Phase‐Modulated Interferometry, Spectroscopy, and Refractometry using Entangled Photon Pairs

The authors demonstrate a form of two-photon-counting interferometry by measuring the coincidence counts between single-photon-counting detectors at an output port of a Mach-Zehnder Interferometer (MZI) following injection of broad-band time-frequency-entangled photon pairs (EPP) generated from collinear spontaneous parametric down conversion into a single input port. Spectroscopy and refractometry are performed on a sample inserted in one internal path of the MZI by scanning the other path in length, which acquires phase and amplitude information about the samples linear response.

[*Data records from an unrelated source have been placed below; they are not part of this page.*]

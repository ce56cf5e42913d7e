use sqlx::{PgExecutor, PgPool};
use uuid::Uuid;

use crate::dto::service_dto::ServiceFilters;
use crate::dto::{page_limit, page_offset};
use crate::models::service::Service;
use crate::utils::errors::AppError;

pub struct ServiceRepository {
    pool: PgPool,
}

impl ServiceRepository {
    pub fn new(pool: PgPool) -> Self {
        Self { pool }
    }

    pub async fn list(&self, filters: &ServiceFilters) -> Result<Vec<Service>, AppError> {
        let services = sqlx::query_as::<_, Service>(
            r#"
            SELECT * FROM services
            WHERE ($1::service_status IS NULL OR status = $1)
              AND ($2::uuid IS NULL OR client_id = $2)
              AND ($3::uuid IS NULL OR vehicle_id = $3)
              AND (
                $4::text IS NULL
                OR service_type ILIKE '%' || $4 || '%'
                OR agent_name ILIKE '%' || $4 || '%'
                OR notes ILIKE '%' || $4 || '%'
              )
            ORDER BY created_at DESC
            LIMIT $5 OFFSET $6
            "#,
        )
        .bind(filters.status)
        .bind(filters.client_id)
        .bind(filters.vehicle_id)
        .bind(filters.search_term())
        .bind(page_limit(filters.limit))
        .bind(page_offset(filters.offset))
        .fetch_all(&self.pool)
        .await?;

        Ok(services)
    }

    pub async fn find_by_id(&self, id: Uuid) -> Result<Option<Service>, AppError> {
        let service = sqlx::query_as::<_, Service>("SELECT * FROM services WHERE id = $1")
            .bind(id)
            .fetch_optional(&self.pool)
            .await?;

        Ok(service)
    }

    pub async fn upsert(&self, service: &Service) -> Result<Service, AppError> {
        Self::upsert_with(&self.pool, service).await
    }

    /// Variante que acepta una transacción abierta
    pub async fn upsert_with<'e, E>(executor: E, service: &Service) -> Result<Service, AppError>
    where
        E: PgExecutor<'e>,
    {
        let saved = sqlx::query_as::<_, Service>(
            r#"
            INSERT INTO services (
                id, client_id, vehicle_id, service_type, status, due_date, price,
                payer_id, agent_name, detran_schedule, notes, created_at, updated_at
            )
            VALUES ($1, $2, $3, $4, $5, $6, $7, $8, $9, $10, $11, $12, $13)
            ON CONFLICT (id) DO UPDATE SET
                client_id = EXCLUDED.client_id,
                vehicle_id = EXCLUDED.vehicle_id,
                service_type = EXCLUDED.service_type,
                status = EXCLUDED.status,
                due_date = EXCLUDED.due_date,
                price = EXCLUDED.price,
                payer_id = EXCLUDED.payer_id,
                agent_name = EXCLUDED.agent_name,
                detran_schedule = EXCLUDED.detran_schedule,
                notes = EXCLUDED.notes,
                updated_at = EXCLUDED.updated_at
            RETURNING *
            "#,
        )
        .bind(service.id)
        .bind(service.client_id)
        .bind(service.vehicle_id)
        .bind(&service.service_type)
        .bind(service.status)
        .bind(service.due_date)
        .bind(service.price)
        .bind(service.payer_id)
        .bind(&service.agent_name)
        .bind(&service.detran_schedule)
        .bind(&service.notes)
        .bind(service.created_at)
        .bind(service.updated_at)
        .fetch_one(executor)
        .await?;

        Ok(saved)
    }

    /// El checklist cae por cascada; las transacciones quedan sin servicio
    pub async fn delete(&self, id: Uuid) -> Result<bool, AppError> {
        let result = sqlx::query("DELETE FROM services WHERE id = $1")
            .bind(id)
            .execute(&self.pool)
            .await?;

        Ok(result.rows_affected() > 0)
    }
}
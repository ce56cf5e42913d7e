//! Configuración del proyecto
//!
//! Este módulo contiene la configuración de base de datos y variables de entorno.

pub mod database;
pub mod environment;

pub use database::DatabaseConfig;
pub use environment::{ConfigError, DataBackend, EnvironmentConfig, StorageKind};
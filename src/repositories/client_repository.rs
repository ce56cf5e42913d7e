use sqlx::PgPool;
use uuid::Uuid;

use crate::dto::client_dto::ClientFilters;
use crate::dto::{page_limit, page_offset};
use crate::models::client::Client;
use crate::utils::errors::AppError;

pub struct ClientRepository {
    pool: PgPool,
}

impl ClientRepository {
    pub fn new(pool: PgPool) -> Self {
        Self { pool }
    }

    pub async fn list(&self, filters: &ClientFilters) -> Result<Vec<Client>, AppError> {
        let clients = sqlx::query_as::<_, Client>(
            r#"
            SELECT * FROM clients
            WHERE ($1::client_type IS NULL OR client_type = $1)
              AND ($2::doc_status IS NULL OR doc_status = $2)
              AND (
                $3::text IS NULL
                OR name ILIKE '%' || $3 || '%'
                OR trade_name ILIKE '%' || $3 || '%'
                OR tax_id ILIKE '%' || $3 || '%'
                OR email ILIKE '%' || $3 || '%'
                OR phone ILIKE '%' || $3 || '%'
                OR ($4::text IS NOT NULL
                    AND regexp_replace(coalesce(tax_id, ''), '[^0-9]', '', 'g') LIKE '%' || $4 || '%')
              )
            ORDER BY created_at DESC
            LIMIT $5 OFFSET $6
            "#,
        )
        .bind(filters.client_type)
        .bind(filters.doc_status)
        .bind(filters.search_term())
        .bind(filters.search_digits())
        .bind(page_limit(filters.limit))
        .bind(page_offset(filters.offset))
        .fetch_all(&self.pool)
        .await?;

        Ok(clients)
    }

    pub async fn find_by_id(&self, id: Uuid) -> Result<Option<Client>, AppError> {
        let client = sqlx::query_as::<_, Client>("SELECT * FROM clients WHERE id = $1")
            .bind(id)
            .fetch_optional(&self.pool)
            .await?;

        Ok(client)
    }

    pub async fn upsert(&self, client: &Client) -> Result<Client, AppError> {
        let saved = sqlx::query_as::<_, Client>(
            r#"
            INSERT INTO clients (
                id, client_type, name, tax_id, email, phone, secondary_phone,
                zip_code, street, number, complement, neighborhood, city, state,
                rg, birth_date, marital_status, profession, license_number, license_expiration,
                trade_name, contact_name, state_registration,
                notes, avatar_url, doc_status, created_at, updated_at
            )
            VALUES (
                $1, $2, $3, $4, $5, $6, $7,
                $8, $9, $10, $11, $12, $13, $14,
                $15, $16, $17, $18, $19, $20,
                $21, $22, $23,
                $24, $25, $26, $27, $28
            )
            ON CONFLICT (id) DO UPDATE SET
                client_type = EXCLUDED.client_type,
                name = EXCLUDED.name,
                tax_id = EXCLUDED.tax_id,
                email = EXCLUDED.email,
                phone = EXCLUDED.phone,
                secondary_phone = EXCLUDED.secondary_phone,
                zip_code = EXCLUDED.zip_code,
                street = EXCLUDED.street,
                number = EXCLUDED.number,
                complement = EXCLUDED.complement,
                neighborhood = EXCLUDED.neighborhood,
                city = EXCLUDED.city,
                state = EXCLUDED.state,
                rg = EXCLUDED.rg,
                birth_date = EXCLUDED.birth_date,
                marital_status = EXCLUDED.marital_status,
                profession = EXCLUDED.profession,
                license_number = EXCLUDED.license_number,
                license_expiration = EXCLUDED.license_expiration,
                trade_name = EXCLUDED.trade_name,
                contact_name = EXCLUDED.contact_name,
                state_registration = EXCLUDED.state_registration,
                notes = EXCLUDED.notes,
                avatar_url = EXCLUDED.avatar_url,
                doc_status = EXCLUDED.doc_status,
                updated_at = EXCLUDED.updated_at
            RETURNING *
            "#,
        )
        .bind(client.id)
        .bind(client.client_type)
        .bind(&client.name)
        .bind(&client.tax_id)
        .bind(&client.email)
        .bind(&client.phone)
        .bind(&client.secondary_phone)
        .bind(&client.zip_code)
        .bind(&client.street)
        .bind(&client.number)
        .bind(&client.complement)
        .bind(&client.neighborhood)
        .bind(&client.city)
        .bind(&client.state)
        .bind(&client.rg)
        .bind(client.birth_date)
        .bind(&client.marital_status)
        .bind(&client.profession)
        .bind(&client.license_number)
        .bind(client.license_expiration)
        .bind(&client.trade_name)
        .bind(&client.contact_name)
        .bind(&client.state_registration)
        .bind(&client.notes)
        .bind(&client.avatar_url)
        .bind(client.doc_status)
        .bind(client.created_at)
        .bind(client.updated_at)
        .fetch_one(&self.pool)
        .await?;

        Ok(saved)
    }

    /// Vehículos y servicios se borran por ON DELETE CASCADE
    pub async fn delete(&self, id: Uuid) -> Result<bool, AppError> {
        let result = sqlx::query("DELETE FROM clients WHERE id = $1")
            .bind(id)
            .execute(&self.pool)
            .await?;

        Ok(result.rows_affected() > 0)
    }
}
//! Store PostgreSQL
//!
//! Compone los repositorios por entidad. Los flujos de varias filas
//! (alta de servicio, transferencia) se confirman en una única transacción.

use async_trait::async_trait;
use sqlx::PgPool;
use uuid::Uuid;

use crate::dto::audit_dto::AuditLogFilters;
use crate::dto::client_dto::ClientFilters;
use crate::dto::service_dto::ServiceFilters;
use crate::dto::transaction_dto::TransactionFilters;
use crate::dto::vehicle_dto::VehicleFilters;
use crate::models::{
    AuditLog, Client, Service, ServiceChecklistItem, Transaction, Vehicle,
};
use crate::repositories::audit_repository::AuditRepository;
use crate::repositories::checklist_repository::ChecklistRepository;
use crate::repositories::client_repository::ClientRepository;
use crate::repositories::data_store::{DataStore, ServiceBundle, TransferPlan};
use crate::repositories::service_repository::ServiceRepository;
use crate::repositories::transaction_repository::TransactionRepository;
use crate::repositories::vehicle_repository::VehicleRepository;
use crate::utils::errors::{not_found_error, AppError, AppResult};

pub struct PgStore {
    pool: PgPool,
    clients: ClientRepository,
    vehicles: VehicleRepository,
    services: ServiceRepository,
    checklist: ChecklistRepository,
    transactions: TransactionRepository,
    audit: AuditRepository,
}

impl PgStore {
    pub fn new(pool: PgPool) -> Self {
        Self {
            clients: ClientRepository::new(pool.clone()),
            vehicles: VehicleRepository::new(pool.clone()),
            services: ServiceRepository::new(pool.clone()),
            checklist: ChecklistRepository::new(pool.clone()),
            transactions: TransactionRepository::new(pool.clone()),
            audit: AuditRepository::new(pool.clone()),
            pool,
        }
    }
}

#[async_trait]
impl DataStore for PgStore {
    async fn list_clients(&self, filters: &ClientFilters) -> AppResult<Vec<Client>> {
        self.clients.list(filters).await
    }

    async fn find_client(&self, id: Uuid) -> AppResult<Option<Client>> {
        self.clients.find_by_id(id).await
    }

    async fn upsert_client(&self, client: &Client) -> AppResult<Client> {
        self.clients.upsert(client).await
    }

    async fn delete_client(&self, id: Uuid) -> AppResult<bool> {
        self.clients.delete(id).await
    }

    async fn list_vehicles(&self, filters: &VehicleFilters) -> AppResult<Vec<Vehicle>> {
        self.vehicles.list(filters).await
    }

    async fn find_vehicle(&self, id: Uuid) -> AppResult<Option<Vehicle>> {
        self.vehicles.find_by_id(id).await
    }

    async fn find_vehicle_by_plate(&self, plate: &str) -> AppResult<Option<Vehicle>> {
        self.vehicles.find_by_plate(plate).await
    }

    async fn upsert_vehicle(&self, vehicle: &Vehicle) -> AppResult<Vehicle> {
        self.vehicles.upsert(vehicle).await
    }

    async fn delete_vehicle(&self, id: Uuid) -> AppResult<bool> {
        self.vehicles.delete(id).await
    }

    async fn list_services(&self, filters: &ServiceFilters) -> AppResult<Vec<Service>> {
        self.services.list(filters).await
    }

    async fn find_service(&self, id: Uuid) -> AppResult<Option<Service>> {
        self.services.find_by_id(id).await
    }

    async fn upsert_service(&self, service: &Service) -> AppResult<Service> {
        self.services.upsert(service).await
    }

    async fn delete_service(&self, id: Uuid) -> AppResult<bool> {
        self.services.delete(id).await
    }

    async fn commit_service(&self, bundle: &ServiceBundle) -> AppResult<()> {
        let mut tx = self.pool.begin().await?;

        ServiceRepository::upsert_with(&mut *tx, &bundle.service).await?;
        for item in &bundle.checklist {
            ChecklistRepository::upsert_with(&mut *tx, item).await?;
        }
        if let Some(transaction) = &bundle.transaction {
            TransactionRepository::upsert_with(&mut *tx, transaction).await?;
        }
        AuditRepository::append_with(&mut *tx, &bundle.audit).await?;

        tx.commit().await?;
        log::info!(
            "✅ Servicio {} confirmado con {} tareas",
            bundle.service.id,
            bundle.checklist.len()
        );
        Ok(())
    }

    async fn list_checklist_items(&self, service_id: Uuid) -> AppResult<Vec<ServiceChecklistItem>> {
        self.checklist.list_for_service(service_id).await
    }

    async fn find_checklist_item(&self, id: Uuid) -> AppResult<Option<ServiceChecklistItem>> {
        self.checklist.find_by_id(id).await
    }

    async fn upsert_checklist_item(&self, item: &ServiceChecklistItem) -> AppResult<ServiceChecklistItem> {
        self.checklist.upsert(item).await
    }

    async fn delete_checklist_item(&self, id: Uuid) -> AppResult<bool> {
        self.checklist.delete(id).await
    }

    async fn list_transactions(&self, filters: &TransactionFilters) -> AppResult<Vec<Transaction>> {
        self.transactions.list(filters).await
    }

    async fn find_transaction(&self, id: Uuid) -> AppResult<Option<Transaction>> {
        self.transactions.find_by_id(id).await
    }

    async fn upsert_transaction(&self, transaction: &Transaction) -> AppResult<Transaction> {
        self.transactions.upsert(transaction).await
    }

    async fn delete_transaction(&self, id: Uuid) -> AppResult<bool> {
        self.transactions.delete(id).await
    }

    async fn append_audit_log(&self, entry: &AuditLog) -> AppResult<()> {
        self.audit.append(entry).await
    }

    async fn list_audit_logs(&self, filters: &AuditLogFilters) -> AppResult<Vec<AuditLog>> {
        self.audit.list(filters).await
    }

    async fn commit_transfer(&self, plan: &TransferPlan) -> AppResult<()> {
        let mut tx = self.pool.begin().await?;

        let moved = VehicleRepository::transfer_owner_with(
            &mut *tx,
            plan.vehicle_id,
            plan.seller_id,
            plan.new_owner_id,
        )
        .await?;

        if !moved {
            let exists: bool = sqlx::query_scalar("SELECT EXISTS(SELECT 1 FROM vehicles WHERE id = $1)")
                .bind(plan.vehicle_id)
                .fetch_one(&mut *tx)
                .await?;
            tx.rollback().await?;

            log::warn!("⚠️ Transferencia rechazada para vehículo {}", plan.vehicle_id);
            return Err(if exists {
                AppError::Conflict("O veículo não pertence mais ao vendedor informado".to_string())
            } else {
                not_found_error("Vehicle", &plan.vehicle_id.to_string())
            });
        }

        ServiceRepository::upsert_with(&mut *tx, &plan.service).await?;
        for item in &plan.checklist {
            ChecklistRepository::upsert_with(&mut *tx, item).await?;
        }
        TransactionRepository::upsert_with(&mut *tx, &plan.transaction).await?;
        AuditRepository::append_with(&mut *tx, &plan.audit).await?;

        tx.commit().await?;
        log::info!(
            "✅ Vehículo {} transferido de {} a {}",
            plan.vehicle_id,
            plan.seller_id,
            plan.new_owner_id
        );
        Ok(())
    }
}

Phase modulation and lock-in detection are introduced to increase detection signal-to-noise ratio and implement a down-sampling technique for scanning the interferometer delay, which reduces the sampling requirements needed to reproduce fully the temporal interference pattern. The phase-modulation technique also allows the contributions of various quantum-state pathways leading to the final detection outcomes to be extracted individually. Feynman diagrams frequently used in the context of molecular spectroscopy are used to describe the interferences resulting from the coherence properties of time-frequency EPPs passing through the MZI. These results are an important step toward implementation of a proposed method for molecular spectroscopy, i.e. quantum-light-enhanced two-dimensional spectroscopy.